Rhinoplocephalus
- Conservation status: Least Concern (IUCN 3.1)

Scientific classification
- Kingdom: Animalia
- Phylum: Chordata
- Class: Reptilia
- Order: Squamata
- Suborder: Serpentes
- Family: Elapidae
- Genus: Rhinoplocephalus F. Müller, 1885
- Species: R. bicolor
- Binomial name: Rhinoplocephalus bicolor F. Müller, 1885

= Rhinoplocephalus =

- Genus: Rhinoplocephalus
- Species: bicolor
- Authority: F. Müller, 1885
- Conservation status: LC
- Parent authority: F. Müller, 1885

Species of snake

Rhinoplocephalus is a genus of venomous snake in the family Elapidae. The genus is monotypic, containing the sole species Rhinoplocephalus bicolor, known commonly as the square-nosed snake, Müller's snake, or Muller's [sic] snake. The species is endemic to south-western Australia.

==Geographic distribution==
The square-nosed snake is found in the very far southern coastal areas of the Australian state of Western Australia, ranging from approximately Esperance in the east to somewhere west of Walpole.

==Habitat==
The typical habitat of Rhinoplocephalus bicolor is swampy depressions in low heath and open forest, often overlapping in habitat with Elapognathus minor, the short-nosed snake. The square-nosed snake is often found in disused nests of stick-ants (Iridomyrmex spp.).

==Description==
The square-nosed snake is a small snake species, with male snout-to-vent length (SVL) averaging 34.6 cm and female SVL averaging 32.8 cm.

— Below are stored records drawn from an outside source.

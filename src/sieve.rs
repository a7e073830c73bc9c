use std::fmt;
use std::sync::atomic::{AtomicBool, Ordering};

use tracing::{debug, trace};

use crate::error::{Error, Result};
use crate::parallel::WorkSplitter;

/// Primes the sieve starts with, so segmenting can begin at 30
pub const SEED_PRIMES: [i64; 10] = [2, 3, 5, 7, 11, 13, 17, 19, 23, 29];

/// First integer of the first sieved block
pub const FIRST_BLOCK_START: i64 = SEED_PRIMES[SEED_PRIMES.len() - 1] + 1;

pub const DEFAULT_INITIAL_BLOCK_SIZE: usize = 512;

// Heavily impacts performance. The marking buffer is this many bytes, so it
// should sit comfortably inside L2.
pub const DEFAULT_MAX_BLOCK_SIZE: usize = 1 << 17;

/// Largest accepted `max_block_size` (a 1 GiB marking buffer)
pub const MAX_BLOCK_SIZE_LIMIT: usize = 1 << 30;

/// How composite marking and harvesting run within a block
#[derive(Debug, Clone, Copy, PartialEq, Eq)]
pub enum Execution {
    Sequential,
    Parallel(WorkSplitter),
}

#[derive(Debug, Clone, Copy, PartialEq, Eq)]
pub struct SieveConfig {
    pub initial_block_size: usize,
    pub max_block_size: usize,
    pub execution: Execution,
}

impl Default for SieveConfig {
    fn default() -> Self {
        Self {
            initial_block_size: DEFAULT_INITIAL_BLOCK_SIZE,
            max_block_size: DEFAULT_MAX_BLOCK_SIZE,
            execution: Execution::Parallel(WorkSplitter::available()),
        }
    }
}

impl SieveConfig {
    pub fn sequential() -> Self {
        Self {
            execution: Execution::Sequential,
            ..Self::default()
        }
    }

    /// Parallel execution, capped at `workers` threads when given
    pub fn parallel(workers: Option<usize>) -> Self {
        let splitter = match workers {
            Some(n) => WorkSplitter::with_workers(n),
            None => WorkSplitter::available(),
        };

        Self {
            execution: Execution::Parallel(splitter),
            ..Self::default()
        }
    }

    pub fn with_max_block_size(mut self, max_block_size: usize) -> Self {
        self.max_block_size = max_block_size;
        self
    }

    pub fn with_initial_block_size(mut self, initial_block_size: usize) -> Self {
        self.initial_block_size = initial_block_size;
        self
    }

    /// Checks that the seed primes are enough to sieve the first block and
    /// that the marking buffer stays within [`MAX_BLOCK_SIZE_LIMIT`].
    pub fn validate(&self) -> Result<()> {
        if self.initial_block_size == 0 {
            return Err(Error::InvalidConfig(
                "initial_block_size must be greater than 0".to_string(),
            ));
        }

        if self.max_block_size < self.initial_block_size {
            return Err(Error::InvalidConfig(format!(
                "max_block_size ({}) must be >= initial_block_size ({})",
                self.max_block_size, self.initial_block_size
            )));
        }

        if self.max_block_size > MAX_BLOCK_SIZE_LIMIT {
            return Err(Error::InvalidConfig(format!(
                "max_block_size ({}) must be <= {}",
                self.max_block_size, MAX_BLOCK_SIZE_LIMIT
            )));
        }

        if !may_sieve(FIRST_BLOCK_START, self.initial_block_size) {
            return Err(Error::InvalidConfig(format!(
                "initial_block_size ({}) is too large to sieve from {} with the seed primes",
                self.initial_block_size, FIRST_BLOCK_START
            )));
        }

        Ok(())
    }
}

/// A block of `size` starting at `start` can be sieved once every prime
/// below `start` is known, as long as `start² >= start + size`
fn may_sieve(start: i64, size: usize) -> bool {
    let start = start as i128;
    start * start >= start + size as i128
}

fn may_sieve_strictly(start: i64, size: usize) -> bool {
    let start = start as i128;
    start * start > start + size as i128
}

/// Segmented Sieve of Eratosthenes with a growing prime cache
///
/// Numbers are sieved block by block on demand. Each block is crossed off
/// using the primes found so far, then its survivors are appended to the
/// cache. Block size doubles (up to `max_block_size`) as soon as the known
/// primes are enough to sieve the larger block.
///
/// - Queries for cached indices are O(1)
/// - The marking buffer is allocated once and reused across blocks
/// - Marking and harvesting may be split across scoped worker threads
/// - Queries need `&mut self`; share between threads behind a `Mutex`
pub struct SegmentedSieve {
    primes: Vec<i64>,
    // Only true is ever stored during marking, so relaxed atomics suffice.
    // The harvest swaps every visited cell back to false.
    is_not_prime: Vec<AtomicBool>,
    block_start: i64,
    block_size: usize,
    max_block_size: usize,
    // Leading primes whose square falls inside the current block
    marking_primes: usize,
    blocks_sieved: u64,
    execution: Execution,
}

impl SegmentedSieve {
    /// Sieve with the default block sizes, parallel across all cores
    pub fn new() -> Self {
        Self::build(SieveConfig::default())
    }

    pub fn with_config(config: SieveConfig) -> Result<Self> {
        config.validate()?;
        Ok(Self::build(config))
    }

    fn build(config: SieveConfig) -> Self {
        let is_not_prime = (0..config.max_block_size)
            .map(|_| AtomicBool::new(false))
            .collect();

        Self {
            primes: SEED_PRIMES.to_vec(),
            is_not_prime,
            block_start: FIRST_BLOCK_START,
            block_size: config.initial_block_size,
            max_block_size: config.max_block_size,
            marking_primes: 0,
            blocks_sieved: 0,
            execution: config.execution,
        }
    }

    /// Returns the nth 0-indexed prime, where 2 is prime #0
    ///
    /// Negative indices return 2. Previously computed primes are cached.
    ///
    /// # Panics
    ///
    /// Panics if the sieve would have to run past `i64::MAX`.
    pub fn nth_prime(&mut self, n: i64) -> i64 {
        match self.try_nth_prime(n) {
            Ok(prime) => prime,
            Err(err) => panic!("{}", err),
        }
    }

    /// Like [`nth_prime`](Self::nth_prime), but reports overflow as an error
    pub fn try_nth_prime(&mut self, n: i64) -> Result<i64> {
        if n < 0 {
            return Ok(SEED_PRIMES[0]);
        }

        let index = usize::try_from(n).map_err(|_| self.overflow())?;
        if let Some(&prime) = self.primes.get(index) {
            return Ok(prime);
        }

        self.extend_to_len(index + 1)?;
        Ok(self.primes[index])
    }

    /// First `count` primes, sieving further if needed
    pub fn first(&mut self, count: usize) -> Result<&[i64]> {
        self.extend_to_len(count)?;
        Ok(&self.primes[..count])
    }

    /// Number of primes strictly less than `limit`
    pub fn prime_count_below(&mut self, limit: i64) -> Result<usize> {
        if limit <= SEED_PRIMES[0] {
            return Ok(0);
        }

        if self.block_start < limit {
            debug!(
                limit,
                block_start = self.block_start,
                "extending sieve to count primes"
            );
            while self.block_start < limit {
                self.sieve_next_block()?;
            }
        }

        Ok(self.primes.partition_point(|&p| p < limit))
    }

    /// Primes found so far, in ascending order
    pub fn primes(&self) -> &[i64] {
        &self.primes
    }

    pub fn len(&self) -> usize {
        self.primes.len()
    }

    pub fn is_empty(&self) -> bool {
        self.primes.is_empty()
    }

    /// First integer of the next block to sieve
    pub fn block_start(&self) -> i64 {
        self.block_start
    }

    /// Size of the next block to sieve
    pub fn block_size(&self) -> usize {
        self.block_size
    }

    pub fn max_block_size(&self) -> usize {
        self.max_block_size
    }

    pub fn blocks_sieved(&self) -> u64 {
        self.blocks_sieved
    }

    pub fn execution(&self) -> Execution {
        self.execution
    }

    fn overflow(&self) -> Error {
        Error::Overflow {
            block_start: self.block_start,
            block_size: self.block_size,
        }
    }

    fn extend_to_len(&mut self, len: usize) -> Result<()> {
        if self.primes.len() >= len {
            return Ok(());
        }

        debug!(cached = self.primes.len(), target = len, "extending sieve");
        while self.primes.len() < len {
            self.sieve_next_block()?;
        }

        Ok(())
    }

    fn sieve_next_block(&mut self) -> Result<()> {
        let block_start = self.block_start;
        let block_size = self.block_size;
        let block_end = i64::try_from(block_size)
            .ok()
            .and_then(|size| block_start.checked_add(size))
            .ok_or_else(|| self.overflow())?;
        debug_assert!(may_sieve(block_start, block_size));

        self.advance_marking_primes(block_end);
        self.mark_composites(block_start, block_size);
        let found = self.harvest(block_start, block_size);

        self.block_start = block_end;
        self.blocks_sieved += 1;
        trace!(block_start, block_size, found, "sieved block");

        self.grow_block_size();
        Ok(())
    }

    fn advance_marking_primes(&mut self, block_end: i64) {
        // Primes above sqrt(block_end - 1) only have multiples in this block
        // that a smaller prime already marks
        let last = block_end - 1;

        while let Some(&prime) = self.primes.get(self.marking_primes) {
            match prime.checked_mul(prime) {
                Some(square) if square <= last => self.marking_primes += 1,
                _ => break,
            }
        }
    }

    fn mark_composites(&self, block_start: i64, block_size: usize) {
        let marking = &self.primes[..self.marking_primes];
        let flags = &self.is_not_prime[..block_size];

        match self.execution {
            Execution::Sequential => {
                for &prime in marking {
                    mark_multiples(flags, block_start, prime);
                }
            }
            Execution::Parallel(splitter) => {
                splitter.run(marking.len(), |i, _| {
                    mark_multiples(flags, block_start, marking[i]);
                });
            }
        }
    }

    /// Appends the unmarked numbers of the block and clears every flag
    fn harvest(&mut self, block_start: i64, block_size: usize) -> usize {
        let flags = &self.is_not_prime[..block_size];
        let before = self.primes.len();

        match self.execution {
            Execution::Sequential => {
                for (offset, flag) in flags.iter().enumerate() {
                    if !flag.swap(false, Ordering::Relaxed) {
                        self.primes.push(block_start + offset as i64);
                    }
                }
            }
            Execution::Parallel(splitter) => {
                let per_worker =
                    splitter.run_collect(block_size, Vec::new, |local: &mut Vec<i64>, offset, _| {
                        if !flags[offset].swap(false, Ordering::Relaxed) {
                            local.push(block_start + offset as i64);
                        }
                    });

                // Chunks are contiguous, so worker order is ascending order
                for list in per_worker {
                    self.primes.extend(list);
                }
            }
        }

        self.primes.len() - before
    }

    fn grow_block_size(&mut self) {
        let before = self.block_size;

        while self.block_size < self.max_block_size
            && may_sieve_strictly(self.block_start, 2 * self.block_size)
        {
            self.block_size = (self.block_size * 2).min(self.max_block_size);
        }

        if self.block_size != before {
            debug!(
                block_start = self.block_start,
                from = before,
                to = self.block_size,
                "grew block size"
            );
        }
    }
}

impl fmt::Debug for SegmentedSieve {
    fn fmt(&self, f: &mut fmt::Formatter<'_>) -> fmt::Result {
        f.debug_struct("SegmentedSieve")
            .field("primes", &self.primes.len())
            .field("block_start", &self.block_start)
            .field("block_size", &self.block_size)
            .field("max_block_size", &self.max_block_size)
            .field("blocks_sieved", &self.blocks_sieved)
            .field("execution", &self.execution)
            .finish_non_exhaustive()
    }
}

impl Default for SegmentedSieve {
    fn default() -> Self {
        Self::new()
    }
}

/// Marks every multiple of `prime` inside the block starting at `block_start`
fn mark_multiples(flags: &[AtomicBool], block_start: i64, prime: i64) {
    let multiplier = block_start / prime;
    let mut multiple = multiplier * prime;

    if multiple < block_start {
        multiple += prime;
    }

    let step = prime as usize;
    let mut offset = (multiple - block_start) as usize;

    while offset < flags.len() {
        // Concurrent writers only ever store true
        flags[offset].store(true, Ordering::Relaxed);
        offset += step;
    }
}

The dorsal surface of adult individuals is orange-brown, with orange-red sides fading to a pale cream colour on the ventral surface. Occasional animals can be found that are bright orange across the entire dorsal surface. There is also a strong ontogenetic shift in colour pattern, in which neonates are dorsally blue with a yellow lateral region.

==Diet==
The square-nosed snake is a reptile specialist, feeding primarily on scincid lizards such as those in the genera Ctenotus, Hemiergis and Morethia, and rarely on frogs.

==Reproduction==
Like some other cold climate Australia elapids, Rhinoplocephalus bicolor is ovoviviparous, giving birth to live young. Gravid females have been collected in October and January, suggesting similar reproductive patterns as for other southern elapid snakes in Australia. Litter sizes are typically small, with between one and five offspring being produced.

==Toxicity==
The square-nosed snake is mildly venomous, with a typical bite not dangerous to humans.